Rotary brings together a global network of volunteers who dedicate their time and talent to tackle the world's most pressing humanitarian challenges. Rotary connects 1.2 million members from more than 200 countries and geographical areas. Their work impacts lives at both the local and international levels, from helping families in need in their own communities to working toward a polio-free world.
 

Membership Snapshot

Who: Rotary brings together the kind of people who step forward to take on important issues for local communities worldwide. Rotary members hail from a range of professional backgrounds; doctors, artists, small business owners and executives all call themselves Rotarians. Rotary connects these unique perspectives, and helps leverage its members' expertise to improve lives everywhere.
 
Where: From Haiti and Greenland to Nigeria and Singapore, Rotary unites a truly diverse set of leaders from across the world. Currently, the largest number of clubs comes from the United States, India, Japan and Brazil. The fastest growing Rotary regions include Southeast Asia and Africa.
 
What: Rotarians contribute their time, energy and passion to sustainable, long-term projects in local communities across the globe.

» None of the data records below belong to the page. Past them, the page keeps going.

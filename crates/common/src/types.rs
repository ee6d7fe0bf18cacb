use std::collections::BTreeMap;

use chrono::{DateTime, Utc};
use rust_decimal::Decimal;
use serde::{Deserialize, Serialize};
use uuid::Uuid;

/// Periodic subsystems scheduled by the daemon.
#[derive(Debug, Clone, Copy, PartialEq, Eq, Hash, PartialOrd, Ord, Serialize, Deserialize)]
#[serde(rename_all = "snake_case")]
pub enum Subsystem {
    RiskMonitor,
    Rebalancer,
    Arbitrage,
    HealthCheck,
    Expiry,
}

impl Subsystem {
    pub const ALL: [Subsystem; 5] = [
        Subsystem::RiskMonitor,
        Subsystem::Rebalancer,
        Subsystem::Arbitrage,
        Subsystem::HealthCheck,
        Subsystem::Expiry,
    ];
}

impl std::fmt::Display for Subsystem {
    fn fmt(&self, f: &mut std::fmt::Formatter<'_>) -> std::fmt::Result {
        match self {
            Subsystem::RiskMonitor => write!(f, "risk_monitor"),
            Subsystem::Rebalancer => write!(f, "rebalancer"),
            Subsystem::Arbitrage => write!(f, "arbitrage"),
            Subsystem::HealthCheck => write!(f, "health_check"),
            Subsystem::Expiry => write!(f, "expiry"),
        }
    }
}

/// Lifecycle of an insured position.
#[derive(Debug, Clone, Copy, PartialEq, Eq, Serialize, Deserialize)]
#[serde(rename_all = "lowercase")]
pub enum PolicyStatus {
    Active,
    Expired,
    Claimed,
}

impl std::fmt::Display for PolicyStatus {
    fn fmt(&self, f: &mut std::fmt::Formatter<'_>) -> std::fmt::Result {
        match self {
            PolicyStatus::Active => write!(f, "active"),
            PolicyStatus::Expired => write!(f, "expired"),
            PolicyStatus::Claimed => write!(f, "claimed"),
        }
    }
}

/// An insured position written against the pool.
///
/// Payout is parametric: it scales linearly from zero at `trigger_price`
/// to the full `coverage_amount` at `floor_price`.
#[derive(Debug, Clone, PartialEq, Serialize, Deserialize)]
pub struct Policy {
    pub policy_id: Uuid,
    pub policyholder: String,
    pub insured_asset: String,
    pub coverage_amount: Decimal,
    pub premium_paid: Decimal,
    pub trigger_price: Decimal,
    pub floor_price: Decimal,
    pub start_time: DateTime<Utc>,
    pub expiry_time: DateTime<Utc>,
    pub status: PolicyStatus,
    pub payout_amount: Option<Decimal>,
    pub payout_time: Option<DateTime<Utc>>,
}

impl Policy {
    pub fn is_active(&self) -> bool {
        self.status == PolicyStatus::Active
    }

    pub fn is_past_expiry(&self, now: DateTime<Utc>) -> bool {
        now >= self.expiry_time
    }

    /// Parametric payout owed if `insured_asset` trades at `price`.
    pub fn parametric_payout(&self, price: Decimal) -> Decimal {
        let band = self.trigger_price - self.floor_price;
        if band <= Decimal::ZERO || price >= self.trigger_price {
            return Decimal::ZERO;
        }
        if price <= self.floor_price {
            return self.coverage_amount;
        }
        let fraction = (self.trigger_price - price) / band;
        (self.coverage_amount * fraction).min(self.coverage_amount)
    }
}

/// Policy lifecycle events delivered by the policy layer.
#[derive(Debug, Clone, Serialize, Deserialize)]
#[serde(tag = "type", rename_all = "snake_case")]
pub enum PolicyEvent {
    PolicyCreated { policy: Policy },
    PolicyExpired { policy_id: Uuid },
    ClaimApproved { policy_id: Uuid, amount: Decimal },
}

/// One observation in a rolling price series.
#[derive(Debug, Clone, Copy, PartialEq, Serialize, Deserialize)]
pub struct PricePoint {
    pub timestamp: DateTime<Utc>,
    pub price: Decimal,
}

/// A named set of `(asset, price)` pairs used for stress evaluation.
#[derive(Debug, Clone, PartialEq, Serialize, Deserialize)]
pub struct PriceScenario {
    pub name: String,
    pub prices: BTreeMap<String, Decimal>,
}

impl PriceScenario {
    pub fn new(name: impl Into<String>) -> Self {
        Self {
            name: name.into(),
            prices: BTreeMap::new(),
        }
    }

    pub fn with_price(mut self, asset: impl Into<String>, price: Decimal) -> Self {
        self.prices.insert(asset.into(), price);
        self
    }
}

/// Validated market inputs for one cycle, passed by value.
#[derive(Debug, Clone, Default, Serialize, Deserialize)]
pub struct MarketData {
    /// Latest price per asset
    pub prices: BTreeMap<String, Decimal>,
    /// Rolling historical series per asset, oldest first
    pub history: BTreeMap<String, Vec<PricePoint>>,
    /// Asset held in kind as the volatile float
    pub float_asset: String,
    /// Annualized volatility of the float asset (e.g. 0.6 = 60%)
    pub float_volatility: f64,
    /// Scenarios supplied alongside the feed
    pub scenarios: Vec<PriceScenario>,
    pub updated_at: Option<DateTime<Utc>>,
}

impl MarketData {
    pub fn price(&self, asset: &str) -> Option<Decimal> {
        self.prices.get(asset).copied()
    }

    pub fn float_price(&self) -> Option<Decimal> {
        self.price(&self.float_asset)
    }
}

/// Alert severity levels.
#[derive(Debug, Clone, Copy, PartialEq, Eq, PartialOrd, Ord, Serialize, Deserialize)]
#[serde(rename_all = "lowercase")]
pub enum Severity {
    Info,
    Warning,
    Critical,
}

impl std::fmt::Display for Severity {
    fn fmt(&self, f: &mut std::fmt::Formatter<'_>) -> std::fmt::Result {
        match self {
            Severity::Info => write!(f, "info"),
            Severity::Warning => write!(f, "warning"),
            Severity::Critical => write!(f, "critical"),
        }
    }
}

/// A threshold alert raised by the risk monitor.
#[derive(Debug, Clone, PartialEq, Serialize, Deserialize)]
pub struct RiskAlert {
    pub severity: Severity,
    /// Metric key (e.g. `ltv`, `stress:severe:crash`), used for de-duplication
    pub metric: String,
    pub message: String,
    pub value: Decimal,
    pub threshold: Decimal,
}

/// Outcome of one stress scenario.
#[derive(Debug, Clone, PartialEq, Serialize, Deserialize)]
pub struct StressTestResult {
    /// Configured stress scenario name
    pub scenario: String,
    /// Price scenario the shocks were derived from
    pub price_scenario: String,
    pub severity: f64,
    pub simulated_loss: Decimal,
    /// Loss divided by total capital
    pub loss_ratio: Decimal,
    pub insolvent: bool,
}

/// Risk metrics computed fresh each cycle. Never mutated after construction.
#[derive(Debug, Clone, PartialEq, Serialize, Deserialize)]
pub struct RiskSnapshot {
    pub var_95: Decimal,
    pub var_99: Decimal,
    pub ltv: Decimal,
    pub reserve_ratio: Decimal,
    pub stress_test_results: Vec<StressTestResult>,
    pub breach_alerts: Vec<RiskAlert>,
    pub warning_alerts: Vec<RiskAlert>,
    pub stale_data: bool,
    pub pool_version: u64,
    pub computed_at: DateTime<Utc>,
}

impl RiskSnapshot {
    pub fn has_breach(&self) -> bool {
        !self.breach_alerts.is_empty()
    }
}

/// Direction of a float rebalance.
#[derive(Debug, Clone, Copy, PartialEq, Eq, Hash, Serialize, Deserialize)]
#[serde(rename_all = "snake_case")]
pub enum RebalanceKind {
    BuyFloat,
    SellFloat,
    Hold,
}

impl std::fmt::Display for RebalanceKind {
    fn fmt(&self, f: &mut std::fmt::Formatter<'_>) -> std::fmt::Result {
        match self {
            RebalanceKind::BuyFloat => write!(f, "buy_float"),
            RebalanceKind::SellFloat => write!(f, "sell_float"),
            RebalanceKind::Hold => write!(f, "hold"),
        }
    }
}

/// Advisory float conversion; applied only by the daemon.
#[derive(Debug, Clone, PartialEq, Serialize, Deserialize)]
pub struct RebalanceAction {
    pub kind: RebalanceKind,
    pub usd_amount: Decimal,
    pub float_units: Decimal,
    pub expected_benefit: Decimal,
    pub reason: String,
    pub pool_version: u64,
}

impl RebalanceAction {
    pub fn hold(reason: impl Into<String>, pool_version: u64) -> Self {
        Self {
            kind: RebalanceKind::Hold,
            usd_amount: Decimal::ZERO,
            float_units: Decimal::ZERO,
            expected_benefit: Decimal::ZERO,
            reason: reason.into(),
            pool_version,
        }
    }

    pub fn is_hold(&self) -> bool {
        self.kind == RebalanceKind::Hold
    }
}

/// Advisory capital move between two tranches.
#[derive(Debug, Clone, PartialEq, Serialize, Deserialize)]
pub struct ArbitrageOpportunity {
    /// Tranche that should receive capital (under-allocated, over-yielding)
    pub buy_tranche: String,
    /// Tranche that should release capital (over-allocated, under-yielding)
    pub sell_tranche: String,
    pub amount: Decimal,
    pub yield_spread_bps: Decimal,
    pub expected_profit: Decimal,
    pub confidence: f64,
    pub pool_version: u64,
}
//! Daemon orchestration.
//!
//! Five subsystems run on independent intervals. A cycle reads the latest
//! pool snapshot from a watch channel, computes on the blocking pool under a
//! time budget, then applies through the single writer lock after checking
//! that the pool has not moved underneath the decision.
//!
//! Ledger writes follow the two-phase model: the manager applies a pending
//! mutation under the lock, the lock is released while the ledger is called,
//! and the mutation is confirmed or rolled back afterwards.

use std::sync::Arc;
use std::time::{Duration, Instant};

use chrono::{DateTime, Utc};
use rust_decimal::Decimal;
use tokio::sync::{Mutex, broadcast, mpsc, watch};
use tokio::task::JoinSet;
use tokio::time::MissedTickBehavior;
use uuid::Uuid;

use tranche_collateral::ledger::{Ledger, LedgerOp, RetryPolicy, submit_with_retry};
use tranche_collateral::manager::{
    CoverageReceipt, DepositReceipt, PayoutReceipt, WithdrawReceipt,
};
use tranche_collateral::{CollateralManager, PoolSnapshot};
use tranche_common::config::AppConfig;
use tranche_common::error::{PoolError, PoolResult};
use tranche_common::halt::{HaltFlag, HaltReason};
use tranche_common::types::{
    Policy, PolicyEvent, RebalanceKind, RiskSnapshot, Subsystem,
};
use tranche_engine::arbitrage::profit_f64;
use tranche_engine::hysteresis::HysteresisEngine;
use tranche_engine::risk_monitor::ensure_fresh;
use tranche_engine::{calculate_risk_metrics, evaluate_rebalancing, find_arbitrage_opportunities};

use crate::market::MarketDataSource;
use crate::metrics::{CycleOutcome, DaemonMetrics, MetricsRegistry};
use crate::processor::EventProcessor;
use crate::publisher::{DaemonEvent, Publisher};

Projects focus on important issues like peace and conflict resolution, disease prevention and treatment, water and sanitation, maternal and child health, basic education and literacy and economic and community development.
 

The Rotary Foundation: The Rotary Foundation transforms donations from Rotarians and other friends of Rotary into service projects that change lives both close to home and around the world. Our 35,000 clubs carry out sustainable service projects that support our six causes. With donations like yours, we’ve wiped out 99.9 percent of all polio cases. Your donation also trains future peacemakers, supports clean water, and strengthens local economies. During the past 100 years, the Foundation has spent $3 billion on life-changing, sustainable projects. More than 90 percent of donations go directly to supporting our service projects around the world.

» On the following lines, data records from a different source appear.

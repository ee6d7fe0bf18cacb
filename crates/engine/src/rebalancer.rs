//! Float rebalancer: decides when to convert between USD reserves and the float asset.
//!
//! Sells are driven only by projected liquidity need, buys only by a price
//! below cost basis minus the hysteresis margin. A small price move can
//! therefore never flip a recommendation from one side to the other.

use rust_decimal::Decimal;

use tranche_collateral::PoolSnapshot;
use tranche_common::config::RebalanceConfig;
use tranche_common::types::{PriceScenario, RebalanceAction, RebalanceKind};

use crate::exposure;

/// Recommend a float conversion for the pool in `snapshot`.
///
/// Returns `None` only when the inputs cannot be evaluated (non-positive
/// float price); otherwise `Some`, with `Hold` when no action is warranted.
pub fn evaluate_rebalancing(
    snapshot: &PoolSnapshot,
    float_price: Decimal,
    float_volatility: f64,
    config: &RebalanceConfig,
    price_scenarios: &[PriceScenario],
) -> Option<RebalanceAction> {
    if float_price <= Decimal::ZERO {
        return None;
    }
    let pool = &snapshot.pool;
    let version = snapshot.version;

    let worst_payout = exposure::worst_scenario_payout(&snapshot.active_policies, price_scenarios);
    let shortfall = worst_payout - pool.usd_reserves;
    let float_value = pool.float_asset_units * float_price;

    // ---- Sell: projected liquidity shortfall ----
    if shortfall > config.shortfall_buffer_usd {
        if float_value <= Decimal::ZERO {
            return Some(RebalanceAction::hold(
                format!("shortfall {} but no float held", shortfall.round_dp(2)),
                version,
            ));
        }
        let wanted = shortfall * (Decimal::ONE + config.sell_safety_margin);
        let usd_amount = wanted.min(float_value);
        return Some(RebalanceAction {
            kind: RebalanceKind::SellFloat,
            usd_amount,
            float_units: usd_amount / float_price,
            expected_benefit: usd_amount.min(shortfall),
            reason: format!(
                "worst-case payout {} exceeds reserves {} by {} (float vol {:.2})",
                worst_payout.round_dp(2),
                pool.usd_reserves.round_dp(2),
                shortfall.round_dp(2),
                float_volatility
            ),
            pool_version: version,
        });
    }

    // ---- Buy: excess reserves and float below basis ----
    let capital = pool.total_capital_usd;
    let reserve_ratio = pool.reserve_ratio();
    let Some(basis) = pool.float_cost_per_unit() else {
        return Some(RebalanceAction::hold("no float cost basis", version));
    };

    if capital <= Decimal::ZERO
        || reserve_ratio <= config.target_reserve_ratio + config.reserve_band
    {
        return Some(RebalanceAction::hold(
            format!("reserve ratio {} within band", reserve_ratio.round_dp(4)),
            version,
        ));
    }

    let buy_below = basis * (Decimal::ONE - config.hysteresis_margin);
    if float_price >= buy_below {
        return Some(RebalanceAction::hold(
            format!(
                "float {} not below buy threshold {}",
                float_price.round_dp(4),
                buy_below.round_dp(4)
            ),
            version,
        ));
    }
    if float_volatility > config.max_buy_volatility {
        return Some(RebalanceAction::hold(
            format!("float volatility {:.2} above buy limit", float_volatility),
            version,
        ));
    }

    let excess = pool.usd_reserves - config.target_reserve_ratio * capital;
    let floor_room = pool.usd_reserves - (worst_payout + config.shortfall_buffer_usd);
    let cap = capital * config.max_buy_fraction;
    let usd_amount = excess.min(floor_room).min(cap);
    if usd_amount <= Decimal::ZERO {
        return Some(RebalanceAction::hold(
            "reserves needed for worst-case payout",
            version,
        ));
    }

    let float_units = usd_amount / float_price;
    Some(RebalanceAction {
        kind: RebalanceKind::BuyFloat,
        usd_amount,
        float_units,
        expected_benefit: float_units * (basis - float_price),
        reason: format!(
            "reserve ratio {} above target, float {} below basis {}",
            reserve_ratio.round_dp(4),
            float_price.round_dp(4),
            basis.round_dp(4)
        ),
        pool_version: version,
    })
}
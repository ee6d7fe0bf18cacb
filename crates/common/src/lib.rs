pub mod config;
pub mod error;
pub mod halt;
pub mod types;
//! Bonding curves: tranche APY as a function of pool utilization.
//!
//! Every curve maps utilization `U ∈ [0, 1]` to an APY in basis points and is
//! clamped to its `[min, max]` band. Inputs outside `[0, 1]` are clamped first.
//! All maths is checked `Decimal`; an overflow falls back to the nearest bound.

use rust_decimal::{Decimal, MathematicalOps};
use serde::{Deserialize, Serialize};

use tranche_common::error::{PoolError, PoolResult};

/// Steepness of the sigmoidal curve around `U = 0.5`.
const SIGMOID_STEEPNESS: i64 = 10;

#[derive(Debug, Clone, Copy, PartialEq, Eq, Serialize, Deserialize)]
#[serde(tag = "kind", rename_all = "snake_case")]
pub enum BondingCurve {
    /// `APY = c`
    Flat { apy_bps: Decimal },
    /// `min + (max-min)·ln(1+U)/ln(2)`
    Logarithmic { min_bps: Decimal, max_bps: Decimal },
    /// `min + (max-min)·U`
    Linear { min_bps: Decimal, max_bps: Decimal },
    /// `min + (max-min)/(1+e^(-10(U-0.5)))`
    Sigmoidal { min_bps: Decimal, max_bps: Decimal },
    /// `min + (max-min)·U²`
    Quadratic { min_bps: Decimal, max_bps: Decimal },
    /// `min + (max-min)·(e^(2U)-1)/(e²-1)`
    Exponential { min_bps: Decimal, max_bps: Decimal },
}

impl BondingCurve {
    /// `(min, max)` APY band in bps.
    pub fn bounds(&self) -> (Decimal, Decimal) {
        match *self {
            BondingCurve::Flat { apy_bps } => (apy_bps, apy_bps),
            BondingCurve::Logarithmic { min_bps, max_bps }
            | BondingCurve::Linear { min_bps, max_bps }
            | BondingCurve::Sigmoidal { min_bps, max_bps }
            | BondingCurve::Quadratic { min_bps, max_bps }
            | BondingCurve::Exponential { min_bps, max_bps } => (min_bps, max_bps),
        }
    }

    pub fn validate(&self) -> PoolResult<()> {
        let (min, max) = self.bounds();
        if min < Decimal::ZERO {
            return Err(PoolError::Validation(format!(
                "curve minimum {} bps is negative",
                min
            )));
        }
        if min > max {
            return Err(PoolError::Validation(format!(
                "curve minimum {} bps exceeds maximum {} bps",
                min, max
            )));
        }
        Ok(())
    }

    /// APY in bps at the given utilization.
    pub fn apy_bps(&self, utilization: Decimal) -> Decimal {
        let u = utilization.clamp(Decimal::ZERO, Decimal::ONE);
        let (min, max) = self.bounds();
        let span = max - min;

        let fraction = match *self {
            BondingCurve::Flat { .. } => return min,
            BondingCurve::Logarithmic { .. } => logarithmic(u),
            BondingCurve::Linear { .. } => Some(u),
            BondingCurve::Sigmoidal { .. } => sigmoidal(u),
            BondingCurve::Quadratic { .. } => u.checked_mul(u),
            BondingCurve::Exponential { .. } => exponential(u),
        };

        // Unreachable for U in [0, 1]; fall back to the band edge nearest the input
        let fraction = fraction.unwrap_or(if u >= Decimal::new(5, 1) {
            Decimal::ONE
        } else {
            Decimal::ZERO
        });

        let apy = span
            .checked_mul(fraction.clamp(Decimal::ZERO, Decimal::ONE))
            .and_then(|v| v.checked_add(min))
            .unwrap_or(max);
        apy.clamp(min, max)
    }
}

fn logarithmic(u: Decimal) -> Option<Decimal> {
    let numerator = (Decimal::ONE + u).checked_ln()?;
    let denominator = Decimal::TWO.checked_ln()?;
    numerator.checked_div(denominator)
}

fn sigmoidal(u: Decimal) -> Option<Decimal> {
    let exponent = Decimal::from(-SIGMOID_STEEPNESS).checked_mul(u - Decimal::new(5, 1))?;
    let denominator = Decimal::ONE.checked_add(exponent.checked_exp()?)?;
    Decimal::ONE.checked_div(denominator)
}

fn exponential(u: Decimal) -> Option<Decimal> {
    let numerator = (Decimal::TWO.checked_mul(u)?).checked_exp()? - Decimal::ONE;
    let denominator = Decimal::TWO.checked_exp()? - Decimal::ONE;
    numerator.checked_div(denominator)
}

Learn more about the Rotary Foundation

Polio Eradication: Rotary is close to eliminating the second human disease in history after smallpox, with a 99.9 percent reduction in polio cases worldwide since 1985, when Rotary launched its PolioPlus program. In 1988, Rotary spearheaded the creation of the Global PolioEradication Initiative with the World Health Organization, UNICEF and the Centers for Disease Control and Prevention. Polio eradication remains Rotary's top priority. To date, through their gifts to The Rotary Foundation, Rotarians have contributed more than $1.5 billion and countless volunteer hours to help immunize more than two billion children against polio in 122 countries. Rotary is now working to raise $35 million per year through 2018 for polio eradication, which will be matched 2 to 1by the Bill & Melinda Gates Foundation.